The well kempt easy path through the forest ran out after about 10 minutes and was replaced with boulders that required some effort to clamber over. Emily and I were in our element but Kat wasn’t so impressed with the guide’s “easy walk”. It wasn’t long before both Kat and Emily had realised flip flops were not ideal footwear for the terrain, the guide had clearly never walked this far, and were clambering over the rocks in bare feet.
It took us about 10 minutes, jumping from boulder to boulder over high drops and slithering through thin nooks and crannies whilst trying to ascend shear boulders with metal foot holders driven into the rock, to reach the third fall. Once there we had the place to ourselves and swam for a while taking take pictures of ourselves in the water
Back at the car we drove back into Nah Trang to the Cham towers. These towers were built by the Hindu Cham people between the seventh and twelfth centuries. Now many of the baked red bricks of the towers are crumbling due to age but are being carefully restored.

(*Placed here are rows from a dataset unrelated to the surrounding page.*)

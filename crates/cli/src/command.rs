//! Command-line arguments of the `adcanvas-sync` binary.

use adcanvas_core::EntityId;
use clap::{Parser, Subcommand};

/// Inspect the canvas persistence layer against a running API.
#[derive(Debug, Parser)]
#[command(name = "adcanvas-sync", version)]
pub struct Cli {
    #[command(subcommand)]
    pub command: Command,
}

#[derive(Debug, Clone, PartialEq, Eq, Subcommand)]
pub enum Command {
    /// List projects, most recently updated first.
    Projects,
    /// Load a project's chat and canvas and report what they hold.
    Hydrate {
        project_id: EntityId,
    },
    /// Rename a project through the offline queue.
    Rename {
        project_id: EntityId,
        #[arg(value_parser = non_blank)]
        name: String,
    },
}

fn non_blank(raw: &str) -> Result<String, String> {
    if raw.trim().is_empty() {
        Err("name must not be blank".to_string())
    } else {
        Ok(raw.to_string())
    }
}

// ---------------------------------------------------------------------------
// Tests
// ---------------------------------------------------------------------------
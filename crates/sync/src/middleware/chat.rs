//! Chat write-through target.
//!
//! Only messages passing [`ChatMessage::is_persistable`] are written, each
//! at most once: the chat endpoint has no update route, so a message the
//! server already holds is never sent again. After a batch lands the
//! project's entry in the [`ChatCache`] is invalidated.

use std::collections::HashSet;
use std::sync::Arc;

use adcanvas_client::api::NewChatMessage;
use adcanvas_client::{ClientError, PersistenceApi};
use adcanvas_core::{ChatMessage, EntityId};
use futures::future::BoxFuture;
use futures::FutureExt;

use super::{Applied, Fence, SyncTarget};
use crate::cache::ChatCache;
use crate::events::{Resource, SyncEvent};
use crate::store::{ChatChange, ChatStore};

/// Outcome of writing one message.
#[derive(Debug)]
pub enum ChatWriteOutcome {
    Created { server_id: EntityId },
    Failed(ClientError),
    /// Not attempted: the project stopped being active.
    Skipped,
}

#[derive(Debug)]
pub struct ChatReport {
    pub outcomes: Vec<(EntityId, ChatWriteOutcome)>,
}

pub struct ChatTarget {
    store: Arc<ChatStore>,
    api: Arc<PersistenceApi>,
    cache: Option<ChatCache>,
    /// Local ids the server already holds.
    persisted: HashSet<EntityId>,
    /// Ids awaiting a write, in the order they were recorded.
    pending: Vec<EntityId>,
    unsaved: HashSet<EntityId>,
}

impl ChatTarget {
    pub fn new(store: Arc<ChatStore>, api: Arc<PersistenceApi>) -> Self {
        Self {
            store,
            api,
            cache: None,
            persisted: HashSet::new(),
            pending: Vec::new(),
            unsaved: HashSet::new(),
        }
    }

    /// Invalidate `cache` after each successful write.
    pub fn with_cache(mut self, cache: ChatCache) -> Self {
        self.cache = Some(cache);
        self
    }

    fn queue(&mut self, id: EntityId) {
        if !self.pending.contains(&id) {
            self.pending.push(id);
        }
    }
}

impl SyncTarget for ChatTarget {
    type Change = ChatChange;
    type Batch = Vec<ChatMessage>;
    type Report = ChatReport;

    const RESOURCE: Resource = Resource::ChatMessage;

    fn record(&mut self, change: &ChatChange, enabled: bool) -> bool {
        match change {
            ChatChange::Added(message) | ChatChange::Updated(message) => {
                if !enabled || self.persisted.contains(&message.id) || !message.is_persistable() {
                    return false;
                }
                self.queue(message.id);
                true
            }
            ChatChange::Removed(id) => {
                self.pending.retain(|p| p != id);
                self.unsaved.remove(id);
                false
            }
            ChatChange::Replaced(ids) => {
                self.persisted = ids.iter().copied().collect();
                self.pending.clear();
                self.unsaved.clear();
                false
            }
            ChatChange::Cleared => {
                self.pending.clear();
                self.unsaved.clear();
                false
            }
        }
    }

    async fn resync(&mut self) -> bool {
        for message in self.store.messages().await {
            if message.is_persistable() && !self.persisted.contains(&message.id) {
                self.queue(message.id);
            }
        }
        !self.pending.is_empty()
    }

    fn has_pending(&self) -> bool {
        !self.pending.is_empty()
    }

    async fn take_batch(&mut self, _project_id: EntityId) -> Option<Vec<ChatMessage>> {
        if self.pending.is_empty() {
            return None;
        }
        let pending = std::mem::take(&mut self.pending);
        let mut batch = Vec::with_capacity(pending.len());
        for id in pending {
            // Re-read the message so the batch carries its latest state.
            let Some(message) = self.store.get(id).await else {
                continue;
            };
            if message.is_persistable() && !self.persisted.contains(&id) {
                batch.push(message);
            }
        }
        (!batch.is_empty()).then_some(batch)
    }

    fn write(&self, project_id: EntityId, batch: Vec<ChatMessage>, fence: Fence) -> BoxFuture<'static, ChatReport> {
        let api = Arc::clone(&self.api);
        async move {
            let mut outcomes = Vec::with_capacity(batch.len());
            for message in batch {
                if !fence.is_active(project_id) {
                    outcomes.push((message.id, ChatWriteOutcome::Skipped));
                    continue;
                }
                let outcome = match api.create_message(project_id, &NewChatMessage::from(&message)).await {
                    Ok(row) => {
                        tracing::debug!(
                            project_id = %project_id,
                            message_id = %message.id,
                            server_id = %row.id,
                            "Chat message persisted",
                        );
                        ChatWriteOutcome::Created { server_id: row.id }
                    }
                    Err(e) => {
                        tracing::error!(
                            project_id = %project_id,
                            message_id = %message.id,
                            error = %e,
                            "Failed to persist chat message",
                        );
                        ChatWriteOutcome::Failed(e)
                    }
                };
                outcomes.push((message.id, outcome));
            }
            ChatReport { outcomes }
        }
        .boxed()
    }

    async fn apply(&mut self, project_id: EntityId, report: ChatReport) -> Applied {
        let mut applied = Applied::default();
        let mut wrote_any = false;

        for (id, outcome) in report.outcomes {
            match outcome {
                ChatWriteOutcome::Created { .. } => {
                    wrote_any = true;
                    self.persisted.insert(id);
                    self.unsaved.remove(&id);
                    applied.events.push(SyncEvent::WriteSucceeded {
                        project_id,
                        resource: Resource::ChatMessage,
                        entity_id: id,
                    });
                }
                ChatWriteOutcome::Failed(error) => {
                    self.unsaved.insert(id);
                    applied.events.push(SyncEvent::WriteFailed {
                        project_id,
                        resource: Resource::ChatMessage,
                        entity_id: id,
                        error: error.to_string(),
                    });
                }
                ChatWriteOutcome::Skipped => self.queue(id),
            }
        }

        if wrote_any {
            if let Some(cache) = &self.cache {
                cache.invalidate(project_id).await;
            }
        }
        applied
    }

    fn reset(&mut self) {
        self.persisted.clear();
        self.pending.clear();
        self.unsaved.clear();
    }

    fn unsaved(&self) -> usize {
        self.unsaved.len()
    }
}

// ---------------------------------------------------------------------------
// Tests
// ---------------------------------------------------------------------------

#[cfg(test)]
mod tests {
    use adcanvas_client::mock::MockBackend;
    use adcanvas_client::RetryPolicy;
    use adcanvas_core::{AdGenerationData, AdGenerationStage, MessageRole, MessageType};

    use super::*;

    fn target() -> ChatTarget {
        let api = PersistenceApi::new(Arc::new(MockBackend::new()), RetryPolicy::none());
        ChatTarget::new(Arc::new(ChatStore::new()), Arc::new(api))
    }

    #[test]
    fn only_persistable_messages_are_queued() {
        let mut target = target();
        let running = AdGenerationData::queued("job-1");
        let mut finished = AdGenerationData::queued("job-2");
        finished.advance(AdGenerationStage::Completed, 100).unwrap();

        let skipped = [
            ChatMessage::new(MessageRole::Assistant, MessageType::AdGeneration, "working"),
            ChatMessage::new(MessageRole::Assistant, MessageType::AgentProgress, "step 1"),
            ChatMessage::new(MessageRole::Assistant, MessageType::Error, "boom"),
            ChatMessage::new(MessageRole::Assistant, MessageType::AgentOutput, "draft").with_ad_data(running),
            ChatMessage::user_text("typing").temporary(),
        ];
        for message in &skipped {
            assert!(!target.record(&ChatChange::Added(message.clone()), true));
        }
        assert!(!target.has_pending());

        let output = ChatMessage::new(MessageRole::Assistant, MessageType::AgentOutput, "done").with_ad_data(finished);
        assert!(target.record(&ChatChange::Added(output), true));
        assert!(target.record(&ChatChange::Added(ChatMessage::user_text("hi")), true));
        assert_eq!(target.pending.len(), 2);
    }

    #[test]
    fn disabled_target_queues_nothing_but_learns_hydrated_ids() {
        let mut target = target();
        let hydrated = ChatMessage::user_text("from server");

        assert!(!target.record(&ChatChange::Added(ChatMessage::user_text("x")), false));
        assert!(!target.record(&ChatChange::Replaced(vec![hydrated.id]), false));

        assert!(!target.has_pending());
        assert!(!target.record(&ChatChange::Updated(hydrated), true));
    }

    #[test]
    fn repeated_updates_queue_once() {
        let mut target = target();
        let msg = ChatMessage::user_text("a");

        target.record(&ChatChange::Added(msg.clone()), true);
        target.record(&ChatChange::Updated(msg.clone()), true);
        target.record(&ChatChange::Updated(msg.clone()), true);

        assert_eq!(target.pending, vec![msg.id]);

        target.record(&ChatChange::Removed(msg.id), true);
        assert!(!target.has_pending());
    }

    #[tokio::test]
    async fn batch_reads_latest_message_state() {
        let mut target = target();
        let msg = ChatMessage::user_text("first");
        target.store.add_message(msg.clone()).await;
        target.record(&ChatChange::Added(msg.clone()), true);
        target.store.update_message(msg.id, |m| m.content = "edited".into()).await;

        let batch = target.take_batch(uuid::Uuid::new_v4()).await.unwrap();

        assert_eq!(batch.len(), 1);
        assert_eq!(batch[0].content, "edited");
        assert!(!target.has_pending());
    }

    #[tokio::test]
    async fn failed_writes_are_tracked_until_a_later_success() {
        let mut target = target();
        let project = uuid::Uuid::new_v4();
        let id = uuid::Uuid::new_v4();

        let applied = target
            .apply(
                project,
                ChatReport {
                    outcomes: vec![(id, ChatWriteOutcome::Failed(ClientError::Network("down".into())))],
                },
            )
            .await;
        assert_eq!(target.unsaved(), 1);
        assert!(matches!(applied.events[0], SyncEvent::WriteFailed { entity_id, .. } if entity_id == id));

        target
            .apply(
                project,
                ChatReport {
                    outcomes: vec![(id, ChatWriteOutcome::Created { server_id: uuid::Uuid::new_v4() })],
                },
            )
            .await;
        assert_eq!(target.unsaved(), 0);
    }
}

Only four towers remain. Visitors enter the site via a swirling staircase but back in the day worshippers would have entered the Mandapa or meditation and offering hall whose stone pillars are still visible. From there they would have climbed a very steep set of steps up the hillside to the main tower – which still stands.
The main tower is framed by smaller towers on each side, each tower looking impressive despite the effects of weathering. Inside the main tower worshipers swarmed in great number placing brightly coloured offerings on the alter and lighting so much incense the smoke clouded the view and it was almost difficult to breath.

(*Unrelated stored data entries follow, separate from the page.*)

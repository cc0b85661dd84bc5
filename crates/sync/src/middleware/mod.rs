//! Write-through persistence middleware.
//!
//! A middleware is a spawned worker task that subscribes to one store's
//! change channel and writes qualifying mutations to the server. What
//! counts as qualifying, and how a batch is written, is supplied by a
//! [`SyncTarget`]; the worker itself owns scheduling:
//!
//! - changes are folded into the target's pending state as they arrive;
//! - the [`Debouncer`] decides when the pending state is written, so a
//!   burst of mutations produces one write with the final state;
//! - at most one write is in flight, on its own task, and a write keeps
//!   running when the middleware is disabled or reconfigured;
//! - every batch is tagged with its project; a write checks the
//!   [`Fence`] before each request and a report for a project that is no
//!   longer configured is dropped.
//!
//! Callers talk to the worker through a [`Middleware`] handle.

pub mod canvas;
pub mod chat;

use std::future::Future;
use std::time::Duration;

use adcanvas_core::EntityId;
use futures::future::BoxFuture;
use tokio::sync::{broadcast, mpsc, oneshot, watch, Mutex};
use tokio::task::{JoinError, JoinHandle};
use tokio::time::Instant;
use tokio_util::sync::CancellationToken;

use crate::debounce::{Debouncer, Phase};
use crate::error::PersistenceError;
use crate::events::{Resource, SyncEvent};

pub use canvas::CanvasTarget;
pub use chat::ChatTarget;

/// Default debounce window for chat writes.
pub const CHAT_DEBOUNCE: Duration = Duration::from_millis(500);

/// Default debounce window for canvas writes.
pub const CANVAS_DEBOUNCE: Duration = Duration::from_millis(100);

const COMMAND_CHANNEL_CAPACITY: usize = 32;

/// How long [`Middleware::shutdown`] waits for the worker to exit.
const SHUTDOWN_TIMEOUT: Duration = Duration::from_secs(5);

// ---------------------------------------------------------------------------
// Fence
// ---------------------------------------------------------------------------

/// Read side of the active-project channel.
///
/// Writes check the fence before every request and skip requests for a
/// project that is no longer active.
#[derive(Debug, Clone)]
pub struct Fence {
    active: watch::Receiver<Option<EntityId>>,
}

impl Fence {
    pub fn new(active: watch::Receiver<Option<EntityId>>) -> Self {
        Self { active }
    }

    pub fn is_active(&self, project_id: EntityId) -> bool {
        *self.active.borrow() == Some(project_id)
    }
}

// ---------------------------------------------------------------------------
// Target
// ---------------------------------------------------------------------------

/// Result of applying a write report.
#[derive(Debug, Default)]
pub struct Applied {
    pub events: Vec<SyncEvent>,
    /// The report left new pending work that should be written.
    pub reschedule: bool,
}

/// The resource-specific half of a middleware.
pub trait SyncTarget: Send + 'static {
    type Change: Clone + Send + 'static;
    type Batch: Send + 'static;
    type Report: Send + 'static;

    const RESOURCE: Resource;

    /// Fold a store change into pending state. Returns `true` when the
    /// change should (re)start the debounce window. With `enabled` false
    /// the target updates what it knows about the server but queues
    /// nothing.
    fn record(&mut self, change: &Self::Change, enabled: bool) -> bool;

    /// The change channel lagged and changes were lost. Rebuild pending
    /// state from the store; returns `true` if anything is pending.
    fn resync(&mut self) -> impl Future<Output = bool> + Send;

    fn has_pending(&self) -> bool;

    /// Move pending state into a batch for `project_id`. `None` when
    /// there is nothing to write.
    fn take_batch(&mut self, project_id: EntityId) -> impl Future<Output = Option<Self::Batch>> + Send;

    /// Perform the writes of `batch`. The returned future runs on its own
    /// task and must not depend on the target.
    fn write(&self, project_id: EntityId, batch: Self::Batch, fence: Fence) -> BoxFuture<'static, Self::Report>;

    /// Fold the outcome of a write into the target's state.
    fn apply(&mut self, project_id: EntityId, report: Self::Report) -> impl Future<Output = Applied> + Send;

    /// Forget all pending and server-side knowledge (project switch).
    fn reset(&mut self);

    /// Entities whose last write failed.
    fn unsaved(&self) -> usize;
}

// ---------------------------------------------------------------------------
// Handle
// ---------------------------------------------------------------------------

/// Configuration of one middleware.
#[derive(Debug, Clone, PartialEq)]
pub struct MiddlewareConfig {
    pub project_id: Option<EntityId>,
    pub debounce: Duration,
    pub enabled: bool,
}

impl MiddlewareConfig {
    pub fn chat(project_id: Option<EntityId>) -> Self {
        Self {
            project_id,
            debounce: CHAT_DEBOUNCE,
            enabled: false,
        }
    }

    pub fn canvas(project_id: Option<EntityId>) -> Self {
        Self {
            project_id,
            debounce: CANVAS_DEBOUNCE,
            enabled: false,
        }
    }
}

/// Snapshot of a worker's state.
#[derive(Debug, Clone, PartialEq)]
pub struct MiddlewareStatus {
    pub config: MiddlewareConfig,
    pub phase: Phase,
    pub writing: bool,
    pub unsaved: usize,
}

enum Command {
    Enable(oneshot::Sender<()>),
    Disable(oneshot::Sender<()>),
    Reconfigure(MiddlewareConfig, oneshot::Sender<()>),
    Flush(oneshot::Sender<()>),
    Status(oneshot::Sender<MiddlewareStatus>),
}

/// Handle to a running middleware worker.
pub struct Middleware {
    resource: Resource,
    commands: mpsc::Sender<Command>,
    cancel: CancellationToken,
    task: Mutex<Option<JoinHandle<()>>>,
}

impl Middleware {
    /// Spawn a worker for `target` listening on `changes`.
    ///
    /// The worker stops when `cancel` is cancelled, when
    /// [`shutdown`](Self::shutdown) is called, or when the store is
    /// dropped.
    pub fn spawn<T: SyncTarget>(
        target: T,
        changes: broadcast::Receiver<T::Change>,
        config: MiddlewareConfig,
        fence: Fence,
        events: broadcast::Sender<SyncEvent>,
        cancel: CancellationToken,
    ) -> Self {
        let (commands_tx, commands_rx) = mpsc::channel(COMMAND_CHANNEL_CAPACITY);
        let worker = Worker {
            target,
            debouncer: Debouncer::new(config.debounce),
            config,
            fence,
            events,
            in_flight: None,
            flush_waiters: Vec::new(),
        };
        let task = tokio::spawn(worker.run(changes, commands_rx, cancel.clone()));
        Self {
            resource: T::RESOURCE,
            commands: commands_tx,
            cancel,
            task: Mutex::new(Some(task)),
        }
    }

    pub fn resource(&self) -> Resource {
        self.resource
    }

    /// Start writing through. Pending changes recorded while enabled
    /// earlier are scheduled.
    pub async fn enable(&self) -> Result<(), PersistenceError> {
        self.request(Command::Enable).await
    }

    /// Stop scheduling writes. A write already in flight completes.
    pub async fn disable(&self) -> Result<(), PersistenceError> {
        self.request(Command::Disable).await
    }

    /// Replace the configuration. A new project id resets the debounce
    /// timer and everything the target knew about the old project.
    pub async fn reconfigure(&self, config: MiddlewareConfig) -> Result<(), PersistenceError> {
        self.request(|ack| Command::Reconfigure(config, ack)).await
    }

    /// Write pending changes now and wait until nothing is pending or in
    /// flight.
    pub async fn flush(&self) -> Result<(), PersistenceError> {
        self.request(Command::Flush).await
    }

    pub async fn status(&self) -> Result<MiddlewareStatus, PersistenceError> {
        self.request(Command::Status).await
    }

    /// Stop the worker. A write in flight is detached, not aborted.
    pub async fn shutdown(&self) {
        self.cancel.cancel();
        if let Some(task) = self.task.lock().await.take() {
            if tokio::time::timeout(SHUTDOWN_TIMEOUT, task).await.is_err() {
                tracing::warn!(resource = ?self.resource, "Middleware worker did not stop in time");
            }
        }
    }

    async fn request<R>(
        &self,
        command: impl FnOnce(oneshot::Sender<R>) -> Command,
    ) -> Result<R, PersistenceError> {
        let (tx, rx) = oneshot::channel();
        self.commands
            .send(command(tx))
            .await
            .map_err(|_| PersistenceError::WorkerGone)?;
        rx.await.map_err(|_| PersistenceError::WorkerGone)
    }
}
//! Client-side persistence synchronisation for the ad-creation playground.
//!
//! Local stores hold chat messages, canvas objects and projects. Once a
//! project session is initialised, the chat and canvas middlewares watch
//! those stores and write qualifying mutations back to the server after a
//! debounce window. [`PersistenceManager`] owns the middlewares and makes
//! sure a project is hydrated from the server before any write-through
//! happens. [`ChatCache`] is the single read path for chat history.

pub mod cache;
pub mod config;
pub mod debounce;
pub mod error;
pub mod events;
pub mod hydration;
pub mod manager;
pub mod middleware;
pub mod store;

pub use cache::{CacheConfig, ChatCache};
pub use config::SyncSettings;
pub use debounce::{Debouncer, Phase};
pub use error::PersistenceError;
pub use events::{Resource, SyncEvent};
pub use manager::{ManagerState, PersistenceConfig, PersistenceManager};
pub use middleware::{Fence, Middleware, MiddlewareConfig, MiddlewareStatus};
pub use store::{CanvasChange, CanvasStore, ChatChange, ChatStore, ProjectStore, Stores};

The towers were impressive but after visiting the Angkor temples in Cambodia any ancient architecture is a bit of an anti-climax – nothing is ever quite as impressive as what I’ve seen before.
The guide took us next to a fishing villages whose flotilla of blue and red fishing boats could be seen from the steps leading up to the towers. We drove across the Ha Ra Bridge and stopped on the road side walking from there past rows and rows of drying fish into the village. The guide assured us the villagers liked him bringing tourists round to see the way they lived. The village turned out to be little more than a community who lived under the bridge and the whole thing felt a bit intrusive.
The guide approached some women collecting in the dried fish and chatted to them; they chatted back but didn’t seem all that pleased to see him. Then we crossed to the other side of the bridge where the men, who fished at night, were sat playing cards. Once again they didn’t seem enamored with our presence and as quickly as we could we made our excuses and left.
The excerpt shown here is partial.